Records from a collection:
###

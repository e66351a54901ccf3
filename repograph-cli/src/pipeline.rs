//! The single repograph run: discover sources, aggregate, write tables.

use anyhow::{Context, Result};
use indicatif::{ProgressBar, ProgressStyle};
use repograph_core::{aggregate_with, discover_sources, write_graph, OutputLayout};
use std::path::{Path, PathBuf};
use std::time::Instant;

use crate::output::{counts_table, found_line, written_lines, RunReport, RunStatus};

/// Resolved settings for one run.
#[derive(Debug, Clone)]
pub struct RunOptions {
    pub input: PathBuf,
    pub output: PathBuf,
    pub extension: String,
    pub layout: OutputLayout,
    /// Print progress and table summaries to the terminal.
    pub interactive: bool,
}

/// Execute a run.
///
/// In interactive mode the file count, counts table and written paths are
/// printed as the run progresses; otherwise nothing is printed and the
/// caller renders the returned report.
pub fn run(opts: &RunOptions) -> Result<RunReport> {
    let start = Instant::now();

    let sources = discover_sources(&opts.input, &opts.extension)
        .context("Failed to discover input files")?;

    if opts.interactive {
        println!("{}", found_line(sources.len(), &opts.input));
    }

    let progress = if opts.interactive {
        ProgressBar::new(sources.len() as u64)
    } else {
        ProgressBar::hidden()
    };
    progress.set_style(
        ProgressStyle::with_template("{spinner:.cyan} [{bar:30.cyan/blue}] {pos}/{len} {msg}")?
            .progress_chars("=> "),
    );

    let aggregated = aggregate_with(&sources, |path| {
        progress.inc(1);
        progress.set_message(display_name(path));
    });
    progress.finish_and_clear();

    let graph = match aggregated.context("No tables were written")? {
        Some(graph) => graph,
        None => {
            tracing::info!(input = %opts.input.display(), "No input files, nothing to do");
            return Ok(RunReport::no_input(
                opts.input.clone(),
                start.elapsed().as_millis() as u64,
            ))
        }
    };

    let counts = graph.counts();
    if opts.interactive {
        println!("{}", counts_table(&counts));
    }

    let tables = write_graph(&graph, &opts.output, &opts.layout)
        .context("Failed to write bulk-import tables")?;

    let duration_ms = start.elapsed().as_millis() as u64;
    if opts.interactive {
        print!("{}", written_lines(&tables, duration_ms));
    }

    Ok(RunReport {
        status: RunStatus::Completed,
        input_dir: opts.input.clone(),
        files_found: sources.len(),
        counts: Some(counts),
        tables: Some(tables),
        duration_ms,
    })
}

fn display_name(path: &Path) -> String {
    path.file_name()
        .map(|n| n.to_string_lossy().to_string())
        .unwrap_or_else(|| path.display().to_string())
}
//! Run summary rendering.
//!
//! Supports a human-readable table (default) and JSON for scripting.

use anyhow::Result;
use clap::ValueEnum;
use colored::Colorize;
use repograph_core::{GraphCounts, WrittenTables};
use serde::Serialize;
use std::path::{Path, PathBuf};
use std::str::FromStr;
use tabled::{
    builder::Builder,
    settings::{object::Columns, style::Style, Alignment, Modify},
};

/// Output format for the run summary
#[derive(Debug, Clone, Copy, Default, ValueEnum, PartialEq, Eq)]
pub enum OutputFormat {
    /// Human-readable table format (default)
    #[default]
    Table,
    /// JSON format for machine consumption
    Json,
}

impl FromStr for OutputFormat {
    type Err = String;

    fn from_str(s: &str) -> Result<Self, Self::Err> {
        match s.to_lowercase().as_str() {
            "table" => Ok(OutputFormat::Table),
            "json" => Ok(OutputFormat::Json),
            _ => Err(format!("Unknown output format: '{}'", s)),
        }
    }
}

/// How a run ended.
#[derive(Debug, Clone, Copy, PartialEq, Eq, Serialize)]
#[serde(rename_all = "snake_case")]
pub enum RunStatus {
    /// No source files were found; nothing was written.
    NoInput,
    /// All four tables were written.
    Completed,
}

/// Summary of a run, rendered after the tables are written.
#[derive(Debug, Serialize)]
pub struct RunReport {
    pub status: RunStatus,
    pub input_dir: PathBuf,
    pub files_found: usize,
    #[serde(skip_serializing_if = "Option::is_none")]
    pub counts: Option<GraphCounts>,
    #[serde(skip_serializing_if = "Option::is_none")]
    pub tables: Option<WrittenTables>,
    pub duration_ms: u64,
}

impl RunReport {
    pub fn no_input(input_dir: PathBuf, duration_ms: u64) -> Self {
        Self {
            status: RunStatus::NoInput,
            input_dir,
            files_found: 0,
            counts: None,
            tables: None,
            duration_ms,
        }
    }

    pub fn to_json(&self) -> Result<String> {
        Ok(serde_json::to_string_pretty(self)?)
    }
}

/// `=> N files found in DIR`
pub fn found_line(files_found: usize, input_dir: &Path) -> String {
    format!(
        "{} {} files found in {}",
        "=>".cyan().bold(),
        files_found,
        input_dir.display()
    )
}

/// Unique node and edge counts as a two-column table.
pub fn counts_table(counts: &GraphCounts) -> String {
    let mut builder = Builder::default();
    for (label, count) in [
        ("Users", counts.users),
        ("Repos", counts.repos),
        ("Memberships", counts.memberships),
        ("Ownerships", counts.ownerships),
    ] {
        builder.push_record([label.to_string(), count.to_string()]);
    }

    let mut table = builder.build();
    table
        .with(Style::rounded())
        .with(Modify::new(Columns::single(1)).with(Alignment::right()));
    table.to_string()
}

/// Success banner followed by one line per written table.
pub fn written_lines(tables: &WrittenTables, duration_ms: u64) -> String {
    let mut output = format!(
        "{} Wrote bulk-import tables in {}ms\n",
        "SUCCESS:".green().bold(),
        duration_ms
    );
    for (kind, path) in [
        ("User nodes", &tables.users),
        ("Repo nodes", &tables.repos),
        ("MEMBER edges", &tables.memberships),
        ("OWNER edges", &tables.ownerships),
    ] {
        output.push_str(&format!(
            "  {:<13} {}\n",
            kind,
            path.display().to_string().cyan()
        ));
    }
    output
}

###

TRY IT:
The records above should be printed in full, exactly as they appear.

RESULT:
repository e66351a54901ccf3
filename repograph-cli/src/pipeline.rs
//! The single repograph run: discover sources, aggregate, write tables.

use anyhow::{Context, Result};
use indicatif::{ProgressBar, ProgressStyle};
use repograph_core::{aggregate_with, discover_sources, write_graph, OutputLayout};
use std::path::{Path, PathBuf};
use std::time::Instant;

use crate::output::{counts_table, found_line, written_lines, RunReport, RunStatus};

/// Resolved settings for one run.
#[derive(Debug, Clone)]
pub struct RunOptions {
    pub input: PathBuf,
    pub output: PathBuf,
    pub extension: String,
    pub layout: OutputLayout,
    /// Print progress and table summaries to the terminal.
    pub interactive: bool,
}

/// Execute a run.
///
/// In interactive mode the file count, counts table and written paths are
/// printed as the run progresses; otherwise nothing is printed and the
/// caller renders the returned report.
pub fn run(opts: &RunOptions) -> Result<RunReport> {
    let start = Instant::now();

    let sources = discover_sources(&opts.input, &opts.extension)
        .context("Failed to discover input files")?;

    if opts.interactive {
        println!("{}", found_line(sources.len(), &opts.input));
    }

    let progress = if opts.interactive {
        ProgressBar::new(sources.len() as u64)
    } else {
        ProgressBar::hidden()
    };
    progress.set_style(
        ProgressStyle::with_template("{spinner:.cyan} [{bar:30.cyan/blue}] {pos}/{len} {msg}")?
            .progress_chars("=> "),
    );

    let aggregated = aggregate_with(&sources, |path| {
        progress.inc(1);
        progress.set_message(display_name(path));
    });
    progress.finish_and_clear();

    let graph = match aggregated.context("No tables were written")? {
        Some(graph) => graph,
        None => {
            tracing::info!(input = %opts.input.display(), "No input files, nothing to do");
            return Ok(RunReport::no_input(
                opts.input.clone(),
                start.elapsed().as_millis() as u64,
            ))
        }
    };

    let counts = graph.counts();
    if opts.interactive {
        println!("{}", counts_table(&counts));
    }

    let tables = write_graph(&graph, &opts.output, &opts.layout)
        .context("Failed to write bulk-import tables")?;

    let duration_ms = start.elapsed().as_millis() as u64;
    if opts.interactive {
        print!("{}", written_lines(&tables, duration_ms));
    }

    Ok(RunReport {
        status: RunStatus::Completed,
        input_dir: opts.input.clone(),
        files_found: sources.len(),
        counts: Some(counts),
        tables: Some(tables),
        duration_ms,
    })
}

fn display_name(path: &Path) -> String {
    path.file_name()
        .map(|n| n.to_string_lossy().to_string())
        .unwrap_or_else(|| path.display().to_string())
}
//! Run summary rendering.
//!
//! Supports a human-readable table (default) and JSON for scripting.

use anyhow::Result;
use clap::ValueEnum;
use colored::Colorize;
use repograph_core::{GraphCounts, WrittenTables};
use serde::Serialize;
use std::path::{Path, PathBuf};
use std::str::FromStr;
use tabled::{
    builder::Builder,
    settings::{object::Columns, style::Style, Alignment, Modify},
};

/// Output format for the run summary
#[derive(Debug, Clone, Copy, Default, ValueEnum, PartialEq, Eq)]
pub enum OutputFormat {
    /// Human-readable table format (default)
    #[default]
    Table,
    /// JSON format for machine consumption
    Json,
}

impl FromStr for OutputFormat {
    type Err = String;

    fn from_str(s: &str) -> Result<Self, Self::Err> {
        match s.to_lowercase().as_str() {
            "table" => Ok(OutputFormat::Table),
            "json" => Ok(OutputFormat::Json),
            _ => Err(format!("Unknown output format: '{}'", s)),
        }
    }
}

/// How a run ended.
#[derive(Debug, Clone, Copy, PartialEq, Eq, Serialize)]
#[serde(rename_all = "snake_case")]
pub enum RunStatus {
    /// No source files were found; nothing was written.
    NoInput,
    /// All four tables were written.
    Completed,
}

/// Summary of a run, rendered after the tables are written.
#[derive(Debug, Serialize)]
pub struct RunReport {
    pub status: RunStatus,
    pub input_dir: PathBuf,
    pub files_found: usize,
    #[serde(skip_serializing_if = "Option::is_none")]
    pub counts: Option<GraphCounts>,
    #[serde(skip_serializing_if = "Option::is_none")]
    pub tables: Option<WrittenTables>,
    pub duration_ms: u64,
}

impl RunReport {
    pub fn no_input(input_dir: PathBuf, duration_ms: u64) -> Self {
        Self {
            status: RunStatus::NoInput,
            input_dir,
            files_found: 0,
            counts: None,
            tables: None,
            duration_ms,
        }
    }

    pub fn to_json(&self) -> Result<String> {
        Ok(serde_json::to_string_pretty(self)?)
    }
}

/// `=> N files found in DIR`
pub fn found_line(files_found: usize, input_dir: &Path) -> String {
    format!(
        "{} {} files found in {}",
        "=>".cyan().bold(),
        files_found,
        input_dir.display()
    )
}

/// Unique node and edge counts as a two-column table.
pub fn counts_table(counts: &GraphCounts) -> String {
    let mut builder = Builder::default();
    for (label, count) in [
        ("Users", counts.users),
        ("Repos", counts.repos),
        ("Memberships", counts.memberships),
        ("Ownerships", counts.ownerships),
    ] {
        builder.push_record([label.to_string(), count.to_string()]);
    }

    let mut table = builder.build();
    table
        .with(Style::rounded())
        .with(Modify::new(Columns::single(1)).with(Alignment::right()));
    table.to_string()
}

/// Success banner followed by one line per written table.
pub fn written_lines(tables: &WrittenTables, duration_ms: u64) -> String {
    let mut output = format!(
        "{} Wrote bulk-import tables in {}ms\n",
        "SUCCESS:".green().bold(),
        duration_ms
    );
    for (kind, path) in [
        ("User nodes", &tables.users),
        ("Repo nodes", &tables.repos),
        ("MEMBER edges", &tables.memberships),
        ("OWNER edges", &tables.ownerships),
    ] {
        output.push_str(&format!(
            "  {:<13} {}\n",
            kind,
            path.display().to_string().cyan()
        ));
    }
    output
}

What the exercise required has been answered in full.